The only newspaper to report this, FORWARD (with a circulation of over 30,000), was suppressed by the military. The smaller VANGUARD , inspired by Bolshevism, was also closed. Copies of FORWARD were even confiscated from newsagents and regular readers’ homes. However, only a week later, the CWC launched its own journal THE WORKER – ORGAN OF WORKERS’ COMMITTEES OF SCOTLAND. It ran to five issues before the editorial team and printer were arrested and most jailed for a year. It had featured the defiant statement:
“The British authorities having adopted the methods of Russian despotism, British workers may have to understudy Russian revolutionary methods of evasion… but here is THE WORKER once again, symbolical of the fact that the cause of Labour can never be suppressed. It may be and has been bamboozled, hoodwinked, side-tracked and misled; it may be browbeaten, persecuted and driven underground, but it cannot be killed; and just when its enemies think they have finally subdued and made an end of it, it emerges more virile and vigorous than ever.”
Workers organising was nothing new — the weavers of Glasgow’s Calton district were strong enough to engage in a long and bitter dispute over wages and basic justice in 1787, only ending when several were killed by government forces. An insurrection in 1820 had ended in death and deportation, and Glasgow Trades Union Council was one of the earliest in Britain over 150 years ago.
By 1918, the combination of people’s high expectations of peacetime and demands of the returning troops and sailors gave the government a dread of the influence of the world-changing actions carried out by workers in other lands.
Particularly on their minds were the 1916 uprising in Ireland, the Bolshevik Revolution of 1917 in Russia and the build up to what was an almost successful revolution in Germany in 1919.
|Left: Glasgow rent strike, 1916. Right: three years on, and tanks are stationed in Glasgow on Churchill’s orders as mass action grew.|
Hence the reasonable demand for a 40-hour working week led to what became known as Black Friday, 5 February 1919. That day months of CWC agitation culminated in a mass demonstration of over 35,000 workers at the City Chambers in George Square in Glasgow city centre.
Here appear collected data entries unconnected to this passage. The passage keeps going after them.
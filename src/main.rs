use std::process::ExitCode;
use std::sync::Arc;

use asset_server::config::Config;
use asset_server::error::StartupError;
use asset_server::handler::RequestHandler;
use asset_server::logger::{self, TracingAccessLog};
use asset_server::server::{self, Server};

fn main() -> ExitCode {
    let cfg = match Config::load() {
        Ok(cfg) => cfg,
        Err(e) => {
            eprintln!("[FATAL] invalid configuration: {e}");
            return ExitCode::FAILURE;
        }
    };

    if let Err(e) = logger::init(&cfg.logging) {
        eprintln!("[WARN] failed to install logger: {e}");
    }

    // Build the Tokio runtime, sized by the workers setting
    let mut runtime_builder = tokio::runtime::Builder::new_multi_thread();
    runtime_builder.enable_all();

    if let Some(workers) = cfg.performance.workers {
        runtime_builder.worker_threads(workers);
        tracing::info!("[CONFIG] Using {workers} worker threads");
    } else {
        tracing::info!("[CONFIG] Using default worker threads (CPU cores)");
    }

    let runtime = match runtime_builder.build() {
        Ok(runtime) => runtime,
        Err(e) => {
            logger::log_error(&format!("[FATAL] failed to start runtime: {e}"));
            return ExitCode::FAILURE;
        }
    };

    match runtime.block_on(async_main(cfg)) {
        Ok(()) => ExitCode::SUCCESS,
        Err(StartupError::Bind(e)) if e.is_addr_in_use() => {
            logger::log_error(&format!("[FATAL] {e}"));
            logger::log_error("[FATAL] stop the other process or choose another port with PORT");
            ExitCode::FAILURE
        }
        Err(e) => {
            logger::log_error(&format!("[FATAL] {e}"));
            ExitCode::FAILURE
        }
    }
}

async fn async_main(cfg: Config) -> Result<(), StartupError> {
    let server_config = cfg.to_server_config()?;

    let mut handler = RequestHandler::new(server_config);
    if cfg.logging.access_log {
        let sink = TracingAccessLog::new(&cfg.logging.access_log_format);
        handler = handler.with_access_log(Arc::new(sink));
    }

    let server = Server::bind(handler, cfg.performance.clone())?;
    let addr = server.local_addr()?;
    logger::log_server_start(&addr, &server.config().root);

    let shutdown = server.shutdown_handle();
    tokio::spawn(async move {
        server::shutdown_signal().await;
        shutdown.trigger();
    });

    server.serve().await;
    Ok(())
}
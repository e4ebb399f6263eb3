//! Content-Type lookup by file extension

/// Sent when no entry matches
pub const OCTET_STREAM: &str = "application/octet-stream";

/// Content-Type of the textual bodies sent with error statuses
pub const TEXT_PLAIN: &str = "text/plain; charset=utf-8";

/// Known extensions; text types carry an explicit charset
const CONTENT_TYPES: &[(&str, &str)] = &[
    ("html", "text/html; charset=utf-8"),
    ("htm", "text/html; charset=utf-8"),
    ("css", "text/css; charset=utf-8"),
    ("js", "text/javascript; charset=utf-8"),
    ("mjs", "text/javascript; charset=utf-8"),
    ("txt", TEXT_PLAIN),
    ("md", "text/markdown; charset=utf-8"),
    ("csv", "text/csv; charset=utf-8"),
    ("xml", "application/xml"),
    ("json", "application/json"),
    ("map", "application/json"),
    ("webmanifest", "application/manifest+json"),
    ("wasm", "application/wasm"),
    ("png", "image/png"),
    ("jpg", "image/jpeg"),
    ("jpeg", "image/jpeg"),
    ("gif", "image/gif"),
    ("svg", "image/svg+xml"),
    ("ico", "image/x-icon"),
    ("webp", "image/webp"),
    ("avif", "image/avif"),
    ("mp4", "video/mp4"),
    ("webm", "video/webm"),
    ("mp3", "audio/mpeg"),
    ("wav", "audio/wav"),
    ("ogg", "audio/ogg"),
    ("woff", "font/woff"),
    ("woff2", "font/woff2"),
    ("ttf", "font/ttf"),
    ("otf", "font/otf"),
    ("pdf", "application/pdf"),
    ("zip", "application/zip"),
];

/// Content-Type for a file extension, matched case-insensitively
///
/// ```
/// use asset_server::http::mime::content_type_for;
/// assert_eq!(content_type_for(Some("HTML")), "text/html; charset=utf-8");
/// assert_eq!(content_type_for(Some("png")), "image/png");
/// assert_eq!(content_type_for(None), "application/octet-stream");
/// ```
pub fn content_type_for(extension: Option<&str>) -> &'static str {
    let Some(extension) = extension else {
        return OCTET_STREAM;
    };
    CONTENT_TYPES
        .iter()
        .find(|(known, _)| known.eq_ignore_ascii_case(extension))
        .map_or(OCTET_STREAM, |&(_, content_type)| content_type)
}

#[cfg(test)]
mod tests {
    use super::*;

    #[test]
    fn test_asset_types() {
        assert_eq!(content_type_for(Some("css")), "text/css; charset=utf-8");
        assert_eq!(content_type_for(Some("js")), "text/javascript; charset=utf-8");
        assert_eq!(content_type_for(Some("jpeg")), "image/jpeg");
        assert_eq!(content_type_for(Some("JPG")), "image/jpeg");
        assert_eq!(content_type_for(Some("woff2")), "font/woff2");
    }

    #[test]
    fn test_unknown_extension() {
        assert_eq!(content_type_for(Some("xyz")), OCTET_STREAM);
        assert_eq!(content_type_for(Some("")), OCTET_STREAM);
        assert_eq!(content_type_for(None), OCTET_STREAM);
    }
}
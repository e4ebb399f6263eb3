//! HTTP response building module
//!
//! Header composition shared by every response and the final conversion
//! into a hyper `Response`.

use hyper::header::{
    HeaderName, HeaderValue, ACCESS_CONTROL_ALLOW_HEADERS, ACCESS_CONTROL_ALLOW_METHODS,
    ACCESS_CONTROL_ALLOW_ORIGIN, CONTENT_LENGTH, CONTENT_TYPE,
};
use hyper::{Response, StatusCode};

use super::body::ResponseBody;
use super::cache::CachePolicy;
use super::mime::TEXT_PLAIN;

/// Cross-origin headers attached to every response, whatever the status
pub const CORS_HEADERS: [(HeaderName, &str); 3] = [
    (ACCESS_CONTROL_ALLOW_ORIGIN, "*"),
    (ACCESS_CONTROL_ALLOW_METHODS, "GET, POST, OPTIONS"),
    (ACCESS_CONTROL_ALLOW_HEADERS, "Content-Type"),
];

/// Compose the response header list in its fixed order:
/// CORS, then cache policy, then content type and length.
pub fn compose_headers(
    policy: CachePolicy,
    content_type: &'static str,
    content_length: u64,
) -> Vec<(HeaderName, HeaderValue)> {
    let mut headers: Vec<(HeaderName, HeaderValue)> = CORS_HEADERS
        .iter()
        .map(|(name, value)| (name.clone(), HeaderValue::from_static(value)))
        .collect();
    headers.extend(policy.headers());
    headers.push((CONTENT_TYPE, HeaderValue::from_static(content_type)));
    headers.push((CONTENT_LENGTH, HeaderValue::from(content_length)));
    headers
}

/// Minimal textual body for error statuses, e.g. `404 Not Found`
pub fn error_text(status: StatusCode) -> String {
    format!(
        "{} {}",
        status.as_u16(),
        status.canonical_reason().unwrap_or("Error")
    )
}

/// Headers for an error response whose text body is `text`
pub fn compose_error_headers(policy: CachePolicy, text: &str) -> Vec<(HeaderName, HeaderValue)> {
    compose_headers(policy, TEXT_PLAIN, text.len() as u64)
}

/// Build a response from a status, ordered headers and body
pub fn build_response(
    status: StatusCode,
    headers: &[(HeaderName, HeaderValue)],
    body: ResponseBody,
) -> Response<ResponseBody> {
    let mut builder = Response::builder().status(status);
    for (name, value) in headers {
        builder = builder.header(name, value);
    }

    builder.body(body).unwrap_or_else(|e| {
        log_build_error(status, &e);
        build_500_response()
    })
}

/// Build 500 Internal Server Error response without going through the builder
pub fn build_500_response() -> Response<ResponseBody> {
    let status = StatusCode::INTERNAL_SERVER_ERROR;
    let text = error_text(status);
    let headers = compose_error_headers(CachePolicy::default(), &text);

    let mut response = Response::new(ResponseBody::text(text));
    *response.status_mut() = status;
    for (name, value) in headers {
        response.headers_mut().append(name, value);
    }
    response
}

/// Log response build error
fn log_build_error(status: StatusCode, error: &hyper::http::Error) {
    crate::logger::log_error(&format!("Failed to build {status} response: {error}"));
}
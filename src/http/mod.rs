//! HTTP protocol layer module
//!
//! Cache policy, content types, response bodies and header composition,
//! independent of how a request was resolved.

pub mod body;
pub mod cache;
pub mod mime;
pub mod response;

// Re-export commonly used types
pub use body::ResponseBody;
pub use cache::{AssetClass, CachePolicy};
pub use response::{build_500_response, build_response, CORS_HEADERS};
It was attacked viciously by police and serious rioting ensued.
Tanks and troops
Its Britain-wide implications were made clear by the actions of Churchill and his Cabinet in ordering tanks and troops into the city. Local soldiers were confined to barracks, while the troops brought in were from well outwith the area. Machinegun nests on rooftops and even howitzers were positioned around the city centre.
However, although well organised and with a popular following, the workers committees were from a defensive tradition, of a trade union nature. They were coping with appalling conditions and the fear of looming mass unemployment. And there was nothing in the form of a Bolshevik or communist party in Britain at that time to inspire the struggle to go to a more ambitious stage.
It was perhaps no accident that diversions into nationalism and separatism – aimed at smashing the necessary British class unity – were concocted at this time. 1920 saw the formation of the Scots National League, John MacLean entering the cul-de-sac of Scottish republicanism and poet Hugh MacDiarmid writing his PLEA FOR A SCOTTISH FASCISM calling for socialism to develop “a fascist rather than a Bolshevik spirit”.
Others, including speakers at the 1915 and 1919 rallies, walked off into benign parliamentary social democracy. Kirkwood became Baron Bearsden; Mitchell hardly spoke in parliament; Maxton faded with the Independent Labour Party and Gallagher was an isolated communist voice at Westminster.
Helen Crawfurd went on to play a leading role in the Workers International Relief Organisation, set up to defend the Russian Revolution, having met Lenin in 1920. She was politically active until her death in 1954, being elected as a communist to the town council in Dunoon, Argyllshire, in 1946.